A Napoli l’assemblea di domani, 22 gennaio, si dividerà in tavoli di lavoro. Il tavolo ‘Formazione’ approfondirà i ddl Salvini e Pillon, con l’organizzazione di interventi e iniziative in scuole, università e piazze; il tavolo ‘Sciopero’ immaginerà la giornata dell’8 marzo, tentando di “differenziarla il più possibile così da allargare la possibilità di partecipare e scioperare”; il tavolo ‘Comunicazione’ organizzerà feste, iniziative e presentazioni. Al centro della discussione anche “l’autoinchiesta sul lavoro verso l’8 marzo” e “l’organizzazione di assemblee territoriali” (Scampia, 19 febbraio; Sparanise, con il corteo sull’ambiente; Bagnoli, con la battaglia per la riapertura del consultorio).

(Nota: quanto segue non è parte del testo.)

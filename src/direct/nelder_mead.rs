//! Private Module

use crate::error::{OptimizeError, Result};
use crate::linalg::Vector;
use crate::problem::{check_positive, nop, Solution};
#[cfg(feature = "serde")]
use serde::{Deserialize, Serialize};
use tracing::{debug, trace};

/// Configuration of [`NelderMead`]
///
/// Parameters
/// ----------
/// - __edge:__           edge length of the initial regular simplex
/// - __precision:__      bound on the best vertex displacement and the
///                       spread of the vertex values
/// - __reflection:__     $`\alpha`$, reflection coefficient
/// - __contraction:__    $`\beta`$, contraction coefficient
/// - __expansion:__      $`\gamma`$, expansion coefficient
/// - __shrink:__         $`m`$, factor of the shrink toward the best vertex
/// - __min_angle:__      $`\theta`$, smallest tolerated angle of the simplex
/// - __restart_period:__ iterations between two degeneracy checks
/// - __max_iterations:__ maximum number of iterations
#[derive(Debug, Clone, PartialEq)]
#[cfg_attr(feature = "serde", derive(Serialize, Deserialize))]
#[cfg_attr(feature = "serde", serde(default))]
pub struct NelderMeadConfig {
    pub edge: f64,
    pub precision: f64,
    pub reflection: f64,
    pub contraction: f64,
    pub expansion: f64,
    pub shrink: f64,
    pub min_angle: f64,
    pub restart_period: usize,
    pub max_iterations: usize,
}

impl Default for NelderMeadConfig {
    fn default() -> Self {
        Self {
            edge: 0.5,
            precision: 1e-8,
            reflection: 1.,
            contraction: 0.5,
            expansion: 2.,
            shrink: 0.5,
            min_angle: 0.01,
            restart_period: 10,
            max_iterations: 50_000,
        }
    }
}

/// The Nelder–Mead method
///
/// Also known as the downhill simplex method, amoeba method, or polytope method.
/// This well-known method requires no gradients, but will generally be slower
/// than those methods that do. Note also, that while this method has seen
/// much emprical success in applications, there is not much theory
/// desribing when and if this method will converge to a minima. See
/// [Wikipedia](https://en.wikipedia.org/wiki/Nelder%E2%80%93Mead_method)
/// for more info.
///
/// Algorithm
/// ---------
/// Starts from a regular simplex of $`n + 1`$ vertices with one vertex at
/// $`x_0`$. With $`x_h`$ the worst vertex and $`x_c`$ the centroid of the
/// others, each iteration tries the reflection
/// $`x_r = x_c + \alpha (x_c - x_h)`$ and then
///
/// - $`f(x_r) < f_{best}`$: expansion $`x_c + \gamma (x_c - x_h)`$, kept if it beats $`x_r`$
/// - $`f(x_r) \le f_{second\ worst}`$: accept $`x_r`$
/// - $`f(x_r) \le f(x_h)`$: outside contraction $`x_c + \beta (x_r - x_c)`$
/// - otherwise: inside contraction $`x_c + \beta (x_h - x_c)`$
///
/// and shrinks every vertex toward the best by $`m`$ when a contraction
/// fails. Every `restart_period` iterations a simplex whose smallest angle
/// fell below $`\theta`$ is rebuilt around the best vertex.
///
/// Stops when the best vertex moved by at most `precision` and
/// ```math
/// \sqrt{\frac{1}{n + 1} \sum_{i=0}^{n} (f(x_i) - f_{best})^2} \le \text{precision}
/// ```
#[derive(Debug, Clone, Default, PartialEq)]
pub struct NelderMead {
    pub config: NelderMeadConfig,
}

/// Vertices of a regular simplex with edge `edge`, the last one is `x0`
fn regular_simplex(x0: &Vector, edge: f64) -> Result<Vec<Vector>> {
    let n = x0.dimension() as f64;
    let delta1 = edge * ((n + 1.).sqrt() + n - 1.) / (n * 2_f64.sqrt());
    let delta2 = edge * ((n + 1.).sqrt() - 1.) / (n * 2_f64.sqrt());
    let shifted = x0.add_scalar(delta2);
    let mut simplex = (0..x0.dimension())
        .map(|i| shifted.add_at(i, delta1 - delta2))
        .collect::<Result<Vec<_>, _>>()?;
    simplex.push(x0.clone());
    Ok(simplex)
}

/// Smallest angle at any vertex between the edges to two other vertices
///
/// A collapsed edge counts as a zero angle.
fn min_angle(simplex: &[Vector]) -> Result<f64> {
    let mut min = std::f64::consts::PI;
    for (k, apex) in simplex.iter().enumerate() {
        for i in 0..simplex.len() {
            for j in (i + 1)..simplex.len() {
                if i == k || j == k {
                    continue;
                }
                let u = simplex[i].sub(apex)?;
                let v = simplex[j].sub(apex)?;
                let lengths = u.norm() * v.norm();
                let angle = if lengths > 0. {
                    (u.dot(&v)? / lengths).abs().min(1.).acos()
                } else {
                    0.
                };
                min = min.min(angle);
            }
        }
    }
    Ok(min)
}

fn rank(values: &[f64]) -> Vec<usize> {
    let mut ranked_indices: Vec<usize> = (0..values.len()).collect();
    ranked_indices.sort_unstable_by(|&x, &y| values[x].total_cmp(&values[y]));
    ranked_indices
}

impl NelderMead {
    pub fn new(config: NelderMeadConfig) -> Self {
        Self { config }
    }

    fn validate(&self) -> Result<()> {
        let config = &self.config;
        check_positive(
            "Nelder-Mead",
            &[
                ("edge", config.edge),
                ("precision", config.precision),
                ("reflection", config.reflection),
                ("contraction", config.contraction),
                ("expansion", config.expansion),
                ("shrink", config.shrink),
                ("min_angle", config.min_angle),
            ],
        )?;
        if config.contraction >= 1. || config.shrink >= 1. {
            return Err(OptimizeError::InvalidConfig(format!(
                "Nelder-Mead contraction and shrink must be below 1, got {} and {}",
                config.contraction, config.shrink
            )));
        }
        if config.restart_period == 0 {
            return Err(OptimizeError::InvalidConfig(
                "Nelder-Mead restart_period must be positive".to_string(),
            ));
        }
        Ok(())
    }

    pub fn solve(&self, f: impl Fn(&Vector) -> f64, x0: &Vector) -> Result<Solution> {
        self.solve_with(f, x0, nop)
    }

    /// Minimize `f` from `x0`, calling `callback(x, f(x), iter)` with the
    /// best vertex after each iteration
    pub fn solve_with(
        &self,
        f: impl Fn(&Vector) -> f64,
        x0: &Vector,
        mut callback: impl FnMut(&Vector, f64, usize),
    ) -> Result<Solution> {
        self.validate()?;
        let config = &self.config;
        let n = x0.dimension();
        if n == 0 {
            return Ok(Solution {
                x: x0.clone(),
                fx: f(x0),
                iterations: 0,
                converged: true,
            });
        }

        let mut simplex = regular_simplex(x0, config.edge)?;
        let mut fvals: Vec<f64> = simplex.iter().map(&f).collect();
        // sort the indices, not the simplex
        let mut ranked_indices = rank(&fvals);

        for iter in 1..=config.max_iterations {
            let low_index = ranked_indices[0];
            let high_index = ranked_indices[n];
            let next_high_index = ranked_indices[n - 1];
            let best_old = simplex[low_index].clone();

            let centroid = ranked_indices[..n]
                .iter()
                .try_fold(Vector::zeros(n), |acc, &ii| acc.add(&simplex[ii]))?
                .scale(1. / n as f64);
            let worst = &simplex[high_index];
            let toward = centroid.sub(worst)?;

            let p_reflect = centroid.offset(config.reflection, &toward)?;
            let f_reflect = f(&p_reflect);

            let replacement = if f_reflect < fvals[low_index] {
                let p_expand = centroid.offset(config.expansion, &toward)?;
                let f_expand = f(&p_expand);
                if f_expand < f_reflect {
                    Some((p_expand, f_expand))
                } else {
                    Some((p_reflect, f_reflect))
                }
            } else if f_reflect <= fvals[next_high_index] {
                Some((p_reflect, f_reflect))
            } else if f_reflect <= fvals[high_index] {
                let outside = p_reflect.sub(&centroid)?;
                let p_contract = centroid.offset(config.contraction, &outside)?;
                let f_contract = f(&p_contract);
                if f_contract < f_reflect {
                    Some((p_contract, f_contract))
                } else {
                    None
                }
            } else {
                let p_contract = centroid.offset(-config.contraction, &toward)?;
                let f_contract = f(&p_contract);
                if f_contract < fvals[high_index] {
                    Some((p_contract, f_contract))
                } else {
                    None
                }
            };

            match replacement {
                Some((point, value)) => {
                    simplex[high_index] = point;
                    fvals[high_index] = value;
                }
                None => {
                    trace!(iteration = iter, "Nelder-Mead: shrink");
                    let best = simplex[low_index].clone();
                    for &ii in ranked_indices[1..].iter() {
                        let vertex = best.offset(config.shrink, &simplex[ii].sub(&best)?)?;
                        fvals[ii] = f(&vertex);
                        simplex[ii] = vertex;
                    }
                }
            }

            ranked_indices = rank(&fvals);
            let low_index = ranked_indices[0];

            if iter % config.restart_period == 0 && n >= 2 {
                let angle = min_angle(&simplex)?;
                if angle <= config.min_angle {
                    let best = simplex[low_index].clone();
                    let edge = simplex[ranked_indices[1]].sub(&best)?.norm();
                    if edge > 0. {
                        debug!(iteration = iter, angle = angle, edge = edge, "Nelder-Mead: degenerate simplex rebuilt");
                        simplex = regular_simplex(&best, edge)?;
                        fvals = simplex.iter().map(&f).collect();
                        ranked_indices = rank(&fvals);
                    }
                }
            }

            let low_index = ranked_indices[0];
            let f_best = fvals[low_index];
            trace!(iteration = iter, fx = f_best, "Nelder-Mead");
            callback(&simplex[low_index], f_best, iter);

            let moved = simplex[low_index].sub(&best_old)?.norm();
            let spread = (fvals.iter().map(|v| (v - f_best).powi(2)).sum::<f64>()
                / (n + 1) as f64)
                .sqrt();
            if moved <= config.precision && spread <= config.precision {
                debug!(iterations = iter, fx = f_best, "Nelder-Mead: simplex collapsed");
                return Ok(Solution {
                    x: simplex[low_index].clone(),
                    fx: f_best,
                    iterations: iter,
                    converged: true,
                });
            }
        }

        let low_index = ranked_indices[0];
        debug!(iterations = config.max_iterations, fx = fvals[low_index], "Nelder-Mead: iteration cap");
        Ok(Solution {
            x: simplex[low_index].clone(),
            fx: fvals[low_index],
            iterations: config.max_iterations,
            converged: false,
        })
    }
}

Momenti assembleari sono previsti in alcune tra le principali città italiane: Torino e Padova (23 gennaio), Catania (24 gennaio) e Firenze (29 gennaio).

Permane lo scarto ideale tra movimento e segreteria della Fiom, che, fanno sapere le attiviste sul blog di ‘Non una di meno’, non proclamerà lo sciopero. “Nel suo intervento conclusivo- si legge sulla pagina in cui ieri è stato pubblicato il testo letto dalle attiviste nel corso del Congresso nazionale della Fiom-Cgil lo scorso 13 dicembre a Riccione- ha spiegato che uno sciopero generale di categoria per riuscire deve essere motivato, e che se non riuscisse indebolirebbe il sindacato. Finché continuerà a pensare lo sciopero in termini strettamente sindacali, e non politici e sociali, la segreteria Fiom non potrà vedere l’occasione – riconosciuta e colta dai suoi omologhi europei, come i sindacati spagnoli – di combattere la violenza patriarcale come una delle condizioni che contribuiscono a intensificare la precarietà e lo sfruttamento di tutte e tutti”.

“Noi chiediamo- continuano le attiviste- un salario minimo europeo per contrastare i salari da fame, i meccanismi di disparità e di dumping salariale; un reddito incondizionato e universale, slegato dal reddito familiare, dalla cittadinanza e dalle condizioni di soggiorno, un reddito che noi definiamo di autodeterminazione perché deve essere garanzia di indipendenza economica e autonomia, di prevenzione della violenza, di liberazione dai ricatti delle molestie e dello sfruttamento. Noi chiediamo un welfare universale e gratuito, non basato sul modello familistico, ma sul principio dell’autonomia delle donne e di tutti, adeguato alle relazioni, ai bisogni e ai desideri; dunque, il ri-finanziamento e potenziamento dei servizi pubblici dell’infanzia, nonché l’accesso universale agli stessi; politiche a sostegno della vera genitorialità condivisa, attraverso l’estensione incondizionata delle indennità di maternità, paternità e parentale a tutte le tipologie contrattuali, e non solo in presenza di contratto”. 

“Infine- sottolinea il movimento- la dimensione globale delle lotte per l’autodeterminazione e i diritti del lavoro è oggi un tema inaggirabile. Per questo abbiamo assunto la lotta per un permesso di soggiorno europeo, per la cittadinanza e l’asilo, come nostra lotta: se il ricatto della clandestinità produce violenze e sfruttamento sui confini interni ed esterni, noi rivendichiamo per tutti libertà di muoversi e di restare”.